‘Emosido engañado’

La lluvia en Sevilla

Sostenemos en el aire una Sevilla que, a lo mejor, solo vive en la memoria o, a lo peor, solo existe en sueños

21 de junio 2024 - 08:42

No es casual que una pintada en una pared de Alcalá de Guadaíra, que advertía como buenamente podía de que “Emosido engañado”, se convirtiera casi en un canto generacional. Que nos han tomado por tontos lo sabe hasta un tonto cualquiera. Lo saben los engañados y lo saben los engañadores, con la diferencia de que éstos, por la cuenta que les trae, lo disimulan. No conozco a nadie en sus cabales con verdadera fe en la propaganda, la publicidad, los argumentarios, los perfiles del Tinder, las cremas reductoras, los improvisados guías turísticos, los coachs, los folletos de ofertas… Todo lo que se convierte en mercancía de zoco merece ser mirado al trasluz.

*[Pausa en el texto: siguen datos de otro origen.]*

//! # Geometry Errors
//!
//! Error types for record validation and mesh reconstruction.

use thiserror::Error;

/// Errors that can occur while turning a record into a mesh.
#[derive(Debug, Error, Clone, PartialEq)]
pub enum GeometryError {
    /// A record references a vertex it does not contain.
    #[error("Malformed record '{shape}': {message}")]
    MalformedRecord { shape: String, message: String },

    /// The point set has no three-dimensional hull.
    #[error("Degenerate hull: {message}")]
    DegenerateHull { message: String },
}

impl GeometryError {
    /// Creates a malformed record error.
    pub fn malformed(shape: impl Into<String>, message: impl Into<String>) -> Self {
        Self::MalformedRecord {
            shape: shape.into(),
            message: message.into(),
        }
    }

    /// Creates a degenerate hull error.
    pub fn degenerate(message: impl Into<String>) -> Self {
        Self::DegenerateHull {
            message: message.into(),
        }
    }
}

Otrosí, conviene poner lejos a los listos que prometen acabar con tanto engaño a base de engañar más, como paso previo a extender el negociado de sus peligrosas sectas: les llaman fakers, otrora “mala gente que camina”, y en cuanto pueden, se cuelan en las elecciones europeas.

Pero hoy me detengo en el “Emosido engañado” de kilómetro cero, para hablar de la falsificación de Sevilla, de ese proceso (nada novedoso, sino sencillamente cada vez más extendido) de sustitución de lo que tenía entidad propia por una réplica comercializable, un sucedáneo con esforzada apariencia de genuino. Un ejemplo: donde antes había un bar cualquiera -su barra, sus parroquianos, precios módicos, sus animadas charlas- ahora hay aparentemente lo mismo pero hecho en pichiglás, más carero y con otro propietario, que se ha hecho a su vez con otros locales y establecimientos de la zona. A los camareros los disfrazan con una incomprensible gorrilla chulapa y un pinganillo, y se implanta un sistema paralelo de cuenta a tiza en la barra -da solera- y códigos QR. Los aborígenes, que huelen la falsía y la clavada, se desplazan a otros sitios, ya reductos. Otro: hay barrios en los que los guías señalan con el dedo, como si existiera, todo lo invisible: patios que no están; árboles talados, casas de labor y peñas convertidas en apartamentos o improvisados museos gremiales; vecinos que acabaron viviendo y muriendo extramuros, de los que (eso sí) se conserva un azulejo en la fachada. En ocasiones, los propios habitantes de la ciudad sostenemos en el aire una Sevilla que, en los mejores casos, solo existe en la memoria, y en los peores, únicamente en nuestros sueños. Tan descabellado resulta aferrarse, con pegajosa nostalgia, a una Sevilla perdida, entendida como “la auténtica Sevilla” -las ciudades siempre están en transformación, lo que hay que preguntarse es a favor y en contra de qué y de quiénes se abren y se cierran- como hacer de ella una réplica friendly- y turistificada de sí misma. No hace falta que diga Ortega y Gasset -ya lo digo yo- que “toda esa quincalla meridional nos enoja y fastidia”.